That, we think, is a step too far.
It would work out to a little more than $20,000 a year for full-time workers
-- and in home-pricey Santa Fe, that's not much even if Mom and
Dad both hold minimum-wage jobs.
But at twice the going federal rate, $10.50 could be the proverbial straw --
and the City Council should stay its hand before camels' backs are broken,
and fewer people get to ride in the "living wage" caravan.
Most Santa Fe businesses here for the long haul
care deeply about their employees and the community. They want those workers
earning a real living, so they pay what their earnings allow. They also want
to reward and retain their longer-term employees, and pay raises are an
effective way to do it.
Should the City Council, having met a real need with the early steps of the
living-wage ordinance, be able to command employers to give proportionately
more to their newest, least experienced workers -- or should City Hall trust
businesses to reward their most valuable employees?
Employers already are finding that $9.50 is too much to pay for certain kinds
of tasks -- so do they decide not to hire new people to do it, and boost the
work burden on employees already on board?
Many of those employees have taken years to work up to the $9/$10-an-hour
level, so there's always been a question of fairness to them. Do their wages
get raised in proportion to those hired on at Santa Fe's new minimum wage? In some cases,
perhaps -- but the chain reaction could choke most businesses, push some into
outsourcing, or send some of them fleeing the city limits for places where
even the impending $7.50 wage is more manageable than $10.50.
According to last year's study by The University of New Mexico's Bureau of
Business and Economic Research, overall employment levels here hadn't been
affected by the living-wage ordinance.
But is that owing to overall economic growth in prosperous-if-not-booming Santa Fe?
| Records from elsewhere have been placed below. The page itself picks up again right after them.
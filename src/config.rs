//! Configuration file (`i18n.yml`) and well-known paths.

use std::collections::BTreeMap;
use std::env;
use std::fs;
use std::path::{Path, PathBuf};
use std::time::Duration;

use serde::Deserialize;

use crate::i18n::lifecycle::{PollPolicy, RetryPolicy};
use crate::i18n::loader::is_remote_base;

/// Directory name used under the XDG config directory.
const APP_DIR: &str = "site-localizer";

/// Shortest delay between init attempts; lower configured values are raised to it.
pub const MIN_RETRY_INTERVAL_MS: u64 = 50;

/// Localizer settings read from `i18n.yml`.
#[derive(Debug, Clone, PartialEq, Eq, Deserialize)]
#[serde(default)]
pub struct Config {
    /// Locale used when no valid preference is stored.
    pub default_locale: String,
    /// Supported locales in fallback priority order.
    pub fallbacks: Vec<String>,
    /// Base URL or directory holding `<locale>.json` documents.
    pub locales_base: String,
    /// Short labels shown on the selector trigger, keyed by locale.
    pub labels: BTreeMap<String, String>,
    /// Init retry settings.
    pub retry: RetrySettings,
    /// Selector-anchor polling settings.
    pub dom_poll: PollSettings,
}

/// `retry:` section.
#[derive(Debug, Clone, Copy, PartialEq, Eq, Deserialize)]
#[serde(default)]
pub struct RetrySettings {
    /// Delay between init attempts, in milliseconds.
    pub interval_ms: u64,
    /// Maximum number of init attempts; unbounded when absent.
    pub max_attempts: Option<u32>,
}

/// `dom_poll:` section.
#[derive(Debug, Clone, Copy, PartialEq, Eq, Deserialize)]
#[serde(default)]
pub struct PollSettings {
    /// Delay between polls, in milliseconds.
    pub interval_ms: u64,
    /// Number of polls before giving up.
    pub attempts: u32,
}

impl Default for Config {
    fn default() -> Self {
        let labels = [("pt-BR", "PT"), ("en", "EN"), ("es", "ES")]
            .into_iter()
            .map(|(code, label)| (code.to_string(), label.to_string()))
            .collect();
        Self {
            default_locale: "pt-BR".to_string(),
            fallbacks: vec!["pt-BR".to_string(), "en".to_string(), "es".to_string()],
            locales_base: "../locales".to_string(),
            labels,
            retry: RetrySettings::default(),
            dom_poll: PollSettings::default(),
        }
    }
}

impl Default for RetrySettings {
    fn default() -> Self {
        Self {
            interval_ms: 2000,
            max_attempts: None,
        }
    }
}

impl Default for PollSettings {
    fn default() -> Self {
        Self {
            interval_ms: 100,
            attempts: 50,
        }
    }
}

impl Config {
    /// Retry policy described by the `retry:` section.
    ///
    /// The interval never drops below [`MIN_RETRY_INTERVAL_MS`], so an
    /// unbounded policy cannot spin.
    #[must_use]
    pub fn retry_policy(&self) -> RetryPolicy {
        RetryPolicy {
            interval: Duration::from_millis(self.retry.interval_ms.max(MIN_RETRY_INTERVAL_MS)),
            max_attempts: self.retry.max_attempts,
        }
    }

    /// Poll policy described by the `dom_poll:` section.
    #[must_use]
    pub fn poll_policy(&self) -> PollPolicy {
        PollPolicy {
            interval: Duration::from_millis(self.dom_poll.interval_ms),
            attempts: self.dom_poll.attempts.max(1),
        }
    }
}

/// What: Parse `i18n.yml` content.
///
/// Inputs:
/// - `yaml`: File content
///
/// Output:
/// - Parsed `Config`; missing keys take their defaults
///
/// # Errors
/// - Returns `Err` with the parser message when the YAML is invalid
pub fn parse_config(yaml: &str) -> Result<Config, String> {
    if yaml.trim().is_empty() {
        return Ok(Config::default());
    }
    serde_norway::from_str(yaml).map_err(|e| format!("Failed to parse YAML: {e}"))
}

/// What: Load configuration from `path`, falling back to defaults.
///
/// Inputs:
/// - `path`: Path to `i18n.yml`
///
/// Output:
/// - Parsed `Config`, or `Config::default()` when unreadable or invalid
///
/// Details:
/// - Failures are logged as warnings and never abort startup.
/// - A relative directory in `locales_base` is resolved against the
///   directory holding `path`.
#[must_use]
pub fn load_config(path: &Path) -> Config {
    match fs::read_to_string(path) {
        Ok(contents) => match parse_config(&contents) {
            Ok(mut config) => {
                if let Some(dir) = path.parent() {
                    config.locales_base = resolve_locales_base(&config.locales_base, dir);
                }
                tracing::debug!(
                    path = %path.display(),
                    locales_base = %config.locales_base,
                    "loaded i18n config"
                );
                config
            }
            Err(e) => {
                tracing::warn!(path = %path.display(), error = %e, "invalid i18n config; using defaults");
                Config::default()
            }
        },
        Err(e) => {
            tracing::warn!(path = %path.display(), error = %e, "failed to read i18n config; using defaults");
            Config::default()
        }
    }
}

/// What: Anchor a relative locale directory at the config file's directory.
///
/// Inputs:
/// - `base`: `locales_base` as written in the file
/// - `config_dir`: Directory containing the config file
///
/// Output:
/// - `base` unchanged for URLs and absolute paths, `config_dir/base` otherwise
#[must_use]
pub fn resolve_locales_base(base: &str, config_dir: &Path) -> String {
    if is_remote_base(base) || Path::new(base).is_absolute() {
        return base.to_string();
    }
    config_dir.join(base).to_string_lossy().into_owned()
}

/// What: Find `i18n.yml` in user and development locations.
///
/// Output:
/// - `Some(PathBuf)` pointing to the first existing file found, or `None`
///
/// Details:
/// - Tries locations in order:
///   1. `$XDG_CONFIG_HOME/site-localizer/i18n.yml`
///   2. `$HOME/.config/site-localizer/i18n.yml`
///   3. Development location: `CARGO_MANIFEST_DIR/config/i18n.yml`
#[must_use]
pub fn find_config_file() -> Option<PathBuf> {
    let mut candidates: Vec<PathBuf> = Vec::new();
    if let Ok(xdg) = env::var("XDG_CONFIG_HOME")
        && !xdg.trim().is_empty()
    {
        candidates.push(Path::new(&xdg).join(APP_DIR).join("i18n.yml"));
    }
    if let Ok(home) = env::var("HOME") {
        candidates.push(Path::new(&home).join(".config").join(APP_DIR).join("i18n.yml"));
    }
    candidates.push(
        PathBuf::from(env!("CARGO_MANIFEST_DIR"))
            .join("config")
            .join("i18n.yml"),
    );
    candidates.into_iter().find(|p| p.is_file())
}

/// Resolve an XDG base directory from environment or default to `$HOME` + segments.
fn xdg_base_dir(var: &str, home_default: &[&str]) -> PathBuf {
    if let Ok(p) = env::var(var)
        && !p.trim().is_empty()
    {
        return PathBuf::from(p);
    }
    let home = env::var("HOME").unwrap_or_else(|_| ".".to_string());
    let mut base = PathBuf::from(home);
    for seg in home_default {
        base = base.join(seg);
    }
    base
}

/// Config directory for the localizer (ensured to exist).
#[must_use]
pub fn config_dir() -> PathBuf {
    let dir = xdg_base_dir("XDG_CONFIG_HOME", &[".config"]).join(APP_DIR);
    let _ = fs::create_dir_all(&dir);
    dir
}

/// Logs directory under config (ensured to exist).
#[must_use]
pub fn logs_dir() -> PathBuf {
    let dir = config_dir().join("logs");
    let _ = fs::create_dir_all(&dir);
    dir
}

/// Path of the preference file.
#[must_use]
pub fn preferences_path() -> PathBuf {
    config_dir().join("preferences.json")
}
Growth that might be masking
moved-out or closed businesses?
What about the cost of living? Are those upward-creeping food prices, in
stores and restaurants, hitting lower-earning families? Tourists, bless 'em, aren't likely to flinch when they look at our menus
-- but are local folks going out to eat less frequently in the face of
stiffer dinner tabs?
Two bucks an hour over the new state minimum, and more than four over the
federal level, is a tough pill being swallowed in relative calm by the
business community of this city definitely different. The City Council should
prepare to hold the line at $9.50.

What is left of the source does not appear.